[Collected data entries]

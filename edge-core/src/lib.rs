//! # edge-core
//!
//! Pure logic for the XMCL edge relay and translation pipeline (no I/O, instant tests).
//!
//! ## Design Philosophy
//!
//! All modules in this crate are **pure** - they take input and produce output
//! without side effects:
//! - [`connection`] turns socket and channel events into relay actions
//! - [`chunking`] splits documents into backend-sized pieces and stitches
//!   translated pieces back together
//!
//! The actual I/O (sockets, broadcast channels, HTTP, SQLite) is performed by
//! `edge-server`, which interprets the actions produced here.

#![warn(missing_docs)]
#![warn(clippy::all)]

pub mod chunking;
pub mod connection;

pub use chunking::{pack, LinkTable, PreparedDocument};
pub use connection::{is_transient_error, should_deliver, Action, ConnectionState, Event, Identity};
//! # xmcl-edge-server
//!
//! Edge service for the XMCL launcher.
//!
//! This crate implements a server that:
//! - Relays WebSocket frames between members of a group (`/group/:id`)
//! - Infers each connection's client id from the first frame that reveals one
//! - Delivers frames addressed to a `receiver` only to that client
//! - Answers binary pings with a `PONG` text frame
//! - Serves cached translations of mod descriptions (`/translation`) and
//!   translates misses in the background, at most once per text and locale
//!
//! ## Architecture
//!
//! ```text
//! Client A ──┐   WebSocket     ┌── Client B
//!            │                 │
//!        ┌───┴─────────────────┴───┐
//!        │      GroupRegistry      │  broadcast channel per group
//!        ├─────────────────────────┤
//!        │  TranslationPipeline    │──► worker ──► chat backend
//!        │  ┌───────────────────┐  │
//!        │  │ SQLite (cache +   │  │
//!        │  │ locks)            │  │
//!        │  └───────────────────┘  │
//!        └─────────────────────────┘
//! ```

#![warn(missing_docs)]
#![warn(clippy::all)]

pub mod cleanup;
pub mod config;
pub mod error;
pub mod groups;
pub mod http;
pub mod server;
pub mod session;
pub mod storage;
pub mod translation;
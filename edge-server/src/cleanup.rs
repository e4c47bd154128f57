//! Background sweep for abandoned translation locks.
//!
//! A job that dies with its process leaves its lock row behind, and every
//! later request for that hash would stay `Pending`. The sweep releases locks
//! not refreshed within the configured TTL. Running jobs refresh theirs every
//! [`LOCK_REFRESH_INTERVAL`](crate::translation::LOCK_REFRESH_INTERVAL).

use crate::config::CleanupConfig;
use crate::storage::{SqliteStore, TranslationStore};
use crate::translation::LOCK_REFRESH_INTERVAL;
use std::sync::Arc;
use std::time::Duration;
use tokio::time::interval;

/// Spawn a background cleanup task.
///
/// Returns a handle that can be used to abort the task.
pub fn spawn_cleanup_task(
    store: Arc<dyn TranslationStore>,
    config: CleanupConfig,
) -> tokio::task::JoinHandle<()> {
    tokio::spawn(async move {
        if !config.enabled {
            tracing::info!("Cleanup task disabled");
            return;
        }

        let interval_secs = config.interval_secs.max(1);
        tracing::info!(
            "Cleanup task started (interval: {}s, lock ttl: {}s)",
            interval_secs,
            config.lock_ttl_secs
        );

        if config.lock_ttl_secs <= LOCK_REFRESH_INTERVAL.as_secs() {
            tracing::warn!(
                "Lock ttl {}s does not exceed the {}s refresh interval; running jobs may lose their locks",
                config.lock_ttl_secs,
                LOCK_REFRESH_INTERVAL.as_secs()
            );
        }

        let mut timer = interval(Duration::from_secs(interval_secs));

        loop {
            timer.tick().await;

            let cutoff = SqliteStore::current_timestamp() - config.lock_ttl_secs as i64;
            match store.release_stale_locks(cutoff).await {
                Ok(released) => {
                    if released > 0 {
                        tracing::warn!("Cleanup: released {} stale translation locks", released);
                    } else {
                        tracing::debug!("Cleanup: no stale locks");
                    }
                }
                Err(e) => {
                    tracing::error!("Cleanup error: {}", e);
                }
            }
        }
    })
}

## What to work on
Of all the lines above, tally those with the word "timer". Write the total only.

## Task result
2